What the task needs is the data below, written out verbatim.

Dataset content section start

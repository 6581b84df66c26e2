//! Pid file, instance id and file hashing.
use std::fs::{self, File, OpenOptions};
use std::io::{self, Read, Write};
use std::path::Path;
use std::time::{SystemTime, UNIX_EPOCH};

use fs2::FileExt;
use md5::Md5;
use sha1::Sha1;
use sha2::Digest;
use tracing::{debug, warn};

use crate::observe;

/// Writes the daemon pid and keeps an exclusive lock on the file for the
/// daemon's lifetime. A held lock means another daemon owns this pid file.
pub fn create_pid_file(path: &Path) -> io::Result<File> {
    let mut file = OpenOptions::new()
        .create(true)
        .write(true)
        .truncate(false)
        .open(path)?;
    file.try_lock_exclusive().map_err(|_| {
        io::Error::new(
            io::ErrorKind::AddrInUse,
            format!("pid file {path:?} is locked by a running daemon"),
        )
    })?;
    file.set_len(0)?;
    writeln!(file, "{}", std::process::id())?;
    file.sync_all()?;
    Ok(file)
}

/// Removes the pid file on shutdown.
pub fn remove_pid_file(path: &Path) {
    if let Err(e) = fs::remove_file(path) {
        debug!("could not remove pid file {path:?}: {e}");
    }
}

/// Pid of a running daemon, if the pid file names one that is alive.
pub fn daemon_pid(path: &Path) -> Option<u32> {
    let raw = fs::read_to_string(path).ok()?;
    let pid: u32 = raw.trim().parse().ok()?;
    if pid != 0 && observe::pid_alive(pid) {
        Some(pid)
    } else {
        None
    }
}

/// Reads the persistent instance id, generating and saving one on first
/// use.
pub fn instance_id(path: &Path) -> io::Result<String> {
    if let Ok(raw) = fs::read_to_string(path) {
        let id = raw.trim().to_string();
        if !id.is_empty() {
            return Ok(id);
        }
        warn!("id file {path:?} is empty, generating a new id");
    }
    reset_instance_id(path)
}

/// Generates a fresh instance id and rewrites the id file.
pub fn reset_instance_id(path: &Path) -> io::Result<String> {
    let nanos = SystemTime::now()
        .duration_since(UNIX_EPOCH)
        .map(|d| d.as_nanos())
        .unwrap_or_default();
    let hostname = nix::unistd::gethostname()
        .map(|h| h.to_string_lossy().to_string())
        .unwrap_or_default();
    let seed = format!("{hostname}:{}:{nanos}", std::process::id());
    let id = format!("{:x}", Md5::digest(seed.as_bytes()));
    fs::write(path, format!("{id}\n"))?;
    Ok(id)
}

/// Prints SHA1 and MD5 digests of a file, or of stdin when no file is
/// given (`-H`).
pub fn print_hashes(file: Option<&str>) -> io::Result<()> {
    let (label, data) = match file {
        Some(path) => (path.to_string(), fs::read(path)?),
        None => {
            let mut data = Vec::new();
            io::stdin().read_to_end(&mut data)?;
            ("-".to_string(), data)
        }
    };
    println!("SHA1({label}) = {:x}", Sha1::digest(&data));
    println!("MD5({label})  = {:x}", Md5::digest(&data));
    Ok(())
}

#[cfg(test)]
mod tests {
    use super::*;

    #[test]
    fn pid_file_contains_our_pid_and_is_locked() {
        let dir = tempfile::tempdir().expect("tempdir");
        let path = dir.path().join("vigil.pid");
        let _file = create_pid_file(&path).expect("create");
        assert_eq!(daemon_pid(&path), Some(std::process::id()));

        let second = create_pid_file(&path);
        assert!(second.is_err(), "second daemon must not take the pid file");
    }

    #[test]
    fn instance_id_is_stable_until_reset() {
        let dir = tempfile::tempdir().expect("tempdir");
        let path = dir.path().join("vigil.id");
        let first = instance_id(&path).expect("generate");
        assert_eq!(first.len(), 32);
        let second = instance_id(&path).expect("reread");
        assert_eq!(first, second);
        let reset = reset_instance_id(&path).expect("reset");
        assert_ne!(first, reset);
    }

    #[test]
    fn stale_pid_file_is_ignored() {
        let dir = tempfile::tempdir().expect("tempdir");
        let path = dir.path().join("vigil.pid");
        fs::write(&path, format!("{}\n", u32::MAX - 2)).expect("write");
        assert_eq!(daemon_pid(&path), None);
    }
}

Dataset content section end

[Answer box]:
repository 6581b84df66c26e2
//! Pid file, instance id and file hashing.
use std::fs::{self, File, OpenOptions};
use std::io::{self, Read, Write};
use std::path::Path;
use std::time::{SystemTime, UNIX_EPOCH};

use fs2::FileExt;
use md5::Md5;
use sha1::Sha1;
use sha2::Digest;
use tracing::{debug, warn};

use crate::observe;

/// Writes the daemon pid and keeps an exclusive lock on the file for the
/// daemon's lifetime. A held lock means another daemon owns this pid file.
pub fn create_pid_file(path: &Path) -> io::Result<File> {
    let mut file = OpenOptions::new()
        .create(true)
        .write(true)
        .truncate(false)
        .open(path)?;
    file.try_lock_exclusive().map_err(|_| {
        io::Error::new(
            io::ErrorKind::AddrInUse,
            format!("pid file {path:?} is locked by a running daemon"),
        )
    })?;
    file.set_len(0)?;
    writeln!(file, "{}", std::process::id())?;
    file.sync_all()?;
    Ok(file)
}

/// Removes the pid file on shutdown.
pub fn remove_pid_file(path: &Path) {
    if let Err(e) = fs::remove_file(path) {
        debug!("could not remove pid file {path:?}: {e}");
    }
}

/// Pid of a running daemon, if the pid file names one that is alive.
pub fn daemon_pid(path: &Path) -> Option<u32> {
    let raw = fs::read_to_string(path).ok()?;
    let pid: u32 = raw.trim().parse().ok()?;
    if pid != 0 && observe::pid_alive(pid) {
        Some(pid)
    } else {
        None
    }
}

/// Reads the persistent instance id, generating and saving one on first
/// use.
pub fn instance_id(path: &Path) -> io::Result<String> {
    if let Ok(raw) = fs::read_to_string(path) {
        let id = raw.trim().to_string();
        if !id.is_empty() {
            return Ok(id);
        }
        warn!("id file {path:?} is empty, generating a new id");
    }
    reset_instance_id(path)
}

/// Generates a fresh instance id and rewrites the id file.
pub fn reset_instance_id(path: &Path) -> io::Result<String> {
    let nanos = SystemTime::now()
        .duration_since(UNIX_EPOCH)
        .map(|d| d.as_nanos())
        .unwrap_or_default();
    let hostname = nix::unistd::gethostname()
        .map(|h| h.to_string_lossy().to_string())
        .unwrap_or_default();
    let seed = format!("{hostname}:{}:{nanos}", std::process::id());
    let id = format!("{:x}", Md5::digest(seed.as_bytes()));
    fs::write(path, format!("{id}\n"))?;
    Ok(id)
}

/// Prints SHA1 and MD5 digests of a file, or of stdin when no file is
/// given (`-H`).
pub fn print_hashes(file: Option<&str>) -> io::Result<()> {
    let (label, data) = match file {
        Some(path) => (path.to_string(), fs::read(path)?),
        None => {
            let mut data = Vec::new();
            io::stdin().read_to_end(&mut data)?;
            ("-".to_string(), data)
        }
    };
    println!("SHA1({label}) = {:x}", Sha1::digest(&data));
    println!("MD5({label})  = {:x}", Md5::digest(&data));
    Ok(())
}

#[cfg(test)]
mod tests {
    use super::*;

    #[test]
    fn pid_file_contains_our_pid_and_is_locked() {
        let dir = tempfile::tempdir().expect("tempdir");
        let path = dir.path().join("vigil.pid");
        let _file = create_pid_file(&path).expect("create");
        assert_eq!(daemon_pid(&path), Some(std::process::id()));

        let second = create_pid_file(&path);
        assert!(second.is_err(), "second daemon must not take the pid file");
    }

    #[test]
    fn instance_id_is_stable_until_reset() {
        let dir = tempfile::tempdir().expect("tempdir");
        let path = dir.path().join("vigil.id");
        let first = instance_id(&path).expect("generate");
        assert_eq!(first.len(), 32);
        let second = instance_id(&path).expect("reread");
        assert_eq!(first, second);
        let reset = reset_instance_id(&path).expect("reset");
        assert_ne!(first, reset);
    }

    #[test]
    fn stale_pid_file_is_ignored() {
        let dir = tempfile::tempdir().expect("tempdir");
        let path = dir.path().join("vigil.pid");
        fs::write(&path, format!("{}\n", u32::MAX - 2)).expect("write");
        assert_eq!(daemon_pid(&path), None);
    }
}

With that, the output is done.